The soil sample could be split up into the following classifications…
Approx 15% clay (Cl)
Approx 10% - fine silt (FSi)
Approx 25% - Medium silt (MSi)
Approx 25% - Course Silt (CSi)
Approx 20% - Fine sand (FSa)
Approx 5% - Fine Sand (FSa)
Soil H - Clay
This soil sample would be classified as Clay as the majority of soil within this sample falls under less than <0.002 – Clay (Cl)
The soil sample could be split up into the following classifications…
Approx 15% of this soil sample is classed as Fine Slit (FSi),
Approx 57% is classed as Clay (Cl)
Approx 15% medium silt (MSi)
The remainder is classed as course silt (CSi), all of this soil sample is classed as fine soil.
Calculating Coefficient
Cc = D230 / (D60D10)
Cc = between 1 and 3 means a well graded soil or gravel.
Soil E
0.552/ 1 x 0.178 = 1.6994
Task 2
Describe how you would assess the nature of a sandy gravel soil sample from the site and describe, with the aid of diagrams the relationship of the three phases. Explain how you would the calculation of the moisture content, bulk density, dry density, saturated density, particle density (specific gravity), degree of saturation, voids ratio, porosity, and air voids.
The relationships of these three phases are,
Void ratio, e = Vv / Vs So when Vs = 1, e = Vv / 1 so Vv = e
Saturation, S = Vw / Vv So when Vs = 1, and Vv = e then S=Vw/e or Vw = Se
Moisture content; Water/moisture content can be calculated by dividing the mass of water by the mass of dry soil, this is then read as a percentage so would be multiplied by 100.
E.g. 50g / 100g = 0.5 x 100 = 50%
to calculate the moisture/water mass in a soil sample you would gather the weight of the wet soil sample e.g. 150g then dry the soil, this would then lower the weight e.g. to 100g.
So mass of water = mass of wet – mass of dry...
… 150g – 100g = 50g
Bulk density Pm, this would be the density of the soil per cm3, this can be calculated by dividing the mass by the volume.
The mass is the total weight of the soil for example would be 150g and the volume 125cm3 so this would give a Bulk density of 1.2g/cm3
Dry density Pd; the dry density would be very similar to calculating the bulk density although in stead of using the mass of the wet sample it would be the mass of the dry sample, Therefore would be calculated by Mass of dry soil / Volume e.g. 100g / 120g = 0.83g/cm3
Saturated density + Degree of saturation;
To calculate the degree of saturation this would be done by dividing the mass of the water (this is determined by drying the soil sample and weighing the difference) by the volume of the voids, this is also generally read as a percentage so would be multiplied by 100 again. This then giving a percentage e.g. 48% to then calculate the density of saturation you would take the 48% off of the total soil sample weight, this then giving an answer e.g. 61.5g.

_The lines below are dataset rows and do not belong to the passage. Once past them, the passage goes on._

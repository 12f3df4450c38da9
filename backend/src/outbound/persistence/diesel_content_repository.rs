//! PostgreSQL-backed `ContentRepository` implementation using Diesel ORM.
//!
//! Counter changes are single `UPDATE ... RETURNING` statements so concurrent
//! views and likes never lose increments. Unlikes clamp at zero in SQL.

use async_trait::async_trait;
use chrono::Utc;
use diesel::prelude::*;
use diesel::sql_types::BigInt;
use diesel_async::RunQueryDsl;
use uuid::Uuid;

use crate::domain::ports::{ContentRepository, ContentRepositoryError};
use crate::domain::{Content, ContentCounters, CounterChange, NewContent};

use super::diesel_basic_error_mapping::{map_basic_diesel_error, map_basic_pool_error};
use super::diesel_helpers::collect_rows;
use super::models::{ContentRow, CounterRow, NewContentRow};
use super::pool::{DbPool, PoolError};
use super::schema::content;

diesel::define_sql_function!(fn greatest(a: BigInt, b: BigInt) -> BigInt);

#[derive(Clone)]
pub struct DieselContentRepository {
    pool: DbPool,
}

impl DieselContentRepository {
    pub fn new(pool: DbPool) -> Self {
        Self { pool }
    }
}

fn map_pool_error(error: PoolError) -> ContentRepositoryError {
    map_basic_pool_error(error, |message| ContentRepositoryError::connection(message))
}

fn map_diesel_error(error: diesel::result::Error) -> ContentRepositoryError {
    map_basic_diesel_error(
        error,
        ContentRepositoryError::query,
        ContentRepositoryError::connection,
    )
}

fn corrupt(message: String) -> ContentRepositoryError {
    ContentRepositoryError::query(format!("corrupt content row: {message}"))
}

#[async_trait]
impl ContentRepository for DieselContentRepository {
    async fn insert(&self, item: &NewContent) -> Result<Content, ContentRepositoryError> {
        let mut conn = self.pool.get().await.map_err(map_pool_error)?;
        let row: ContentRow = diesel::insert_into(content::table)
            .values(NewContentRow::from(item))
            .returning(ContentRow::as_returning())
            .get_result(&mut conn)
            .await
            .map_err(map_diesel_error)?;
        row.into_content().map_err(corrupt)
    }

    async fn find_by_id(&self, id: &Uuid) -> Result<Option<Content>, ContentRepositoryError> {
        let mut conn = self.pool.get().await.map_err(map_pool_error)?;
        let row: Option<ContentRow> = content::table
            .find(id)
            .select(ContentRow::as_select())
            .first(&mut conn)
            .await
            .optional()
            .map_err(map_diesel_error)?;
        row.map(|row| row.into_content().map_err(corrupt))
            .transpose()
    }

    async fn list_by_profile(
        &self,
        profile_id: &Uuid,
        include_premium: bool,
    ) -> Result<Vec<Content>, ContentRepositoryError> {
        let mut conn = self.pool.get().await.map_err(map_pool_error)?;
        let mut query = content::table
            .filter(content::profile_id.eq(profile_id))
            .order(content::created_at.desc())
            .select(ContentRow::as_select())
            .into_boxed();
        if !include_premium {
            query = query.filter(content::is_premium.eq(false));
        }

        let rows: Vec<ContentRow> = query.load(&mut conn).await.map_err(map_diesel_error)?;
        collect_rows(rows.into_iter().map(ContentRow::into_content), corrupt)
    }

    async fn delete(&self, id: &Uuid) -> Result<bool, ContentRepositoryError> {
        let mut conn = self.pool.get().await.map_err(map_pool_error)?;
        let deleted = diesel::delete(content::table.find(id))
            .execute(&mut conn)
            .await
            .map_err(map_diesel_error)?;
        Ok(deleted > 0)
    }

    async fn apply_counter(
        &self,
        id: &Uuid,
        change: CounterChange,
    ) -> Result<Option<ContentCounters>, ContentRepositoryError> {
        let mut conn = self.pool.get().await.map_err(map_pool_error)?;
        let target = content::table.find(id);
        let now = Utc::now();
        let result = match change {
            CounterChange::View => diesel::update(target)
                .set((content::views.eq(content::views + 1), content::updated_at.eq(now)))
                .returning(CounterRow::as_returning())
                .get_result::<CounterRow>(&mut conn)
                .await,
            CounterChange::Like => diesel::update(target)
                .set((content::likes.eq(content::likes + 1), content::updated_at.eq(now)))
                .returning(CounterRow::as_returning())
                .get_result::<CounterRow>(&mut conn)
                .await,
            CounterChange::Unlike => diesel::update(target)
                .set((
                    content::likes.eq(greatest(content::likes - 1, 0_i64)),
                    content::updated_at.eq(now),
                ))
                .returning(CounterRow::as_returning())
                .get_result::<CounterRow>(&mut conn)
                .await,
        };
        let row = result.optional().map_err(map_diesel_error)?;
        Ok(row.map(ContentCounters::from))
    }
}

Particle density; this would be the weight of the soil particles after it has been dried, to calculate this, take the voids volume away from the original soil sample, and the weight of the original soil sample by the weight of the voids. This would then give you a soil weight and a volume.
Divide the soil weight by the soil volume = weight in g / cm3 (Particle density)
Voids ratio; are calculated by adding the volume of air by the volume of water to give a total volume for both (Vv), to work this out as a ratio you would then divide the total volume of the voids by the volume of the soil (Vs) = Vv / Vs, getting a value that’s called “e”.
Porosity (n); can be determined by dividing the total volume of the voids (Vv) by the total Volume of the total soil sample (Vt) then multiplied by 100 to get a percentage.
Air voids; to calculate the air voids you would take the volume of the total soil sample – solid volume – water volume.
Task 3
Describe how you would use the Proctor standard laboratory soil compaction test in BS 1377 to establish the maximum dry density and how the information established from the test would be used on site to confirm that the site compaction had reached the required level of dry density.
The Proctor compaction test and the related modified Proctor compaction test, named for engineer Ralph R. Proctor (1933), are tests to determine the maximum practically-achievable density of soils and aggregates, and are frequently used in geotechnical engineering.
The test consists of compacting the soil or aggregate to be tested into a standard mould using a standardized compaction energy at several different levels of moisture content. The maximum dry density and optimum moisture content is determined from the results of the test.
Soil in place is tested for in-place dry bulk density, and the result is divided by the maximum dry density to obtain a relative compaction for the soil in place.
This test covers the determination of the dry density of soil passing a 20 mm test sieve when it is compacted in a specified manner over a range of moisture contents. The range includes the optimum moisture content at which the maximum dry density for this degree of compaction is obtained. In this test a 2.5 kg rammer falling through a height of 300 mm is used to compact the soil in three layers into a 1 L compaction mould.
This information gained from this test would enable you to on site determine how many times the soil needs to be rolled or compacted, and what moisture the soil will have to hold for it to achieve this.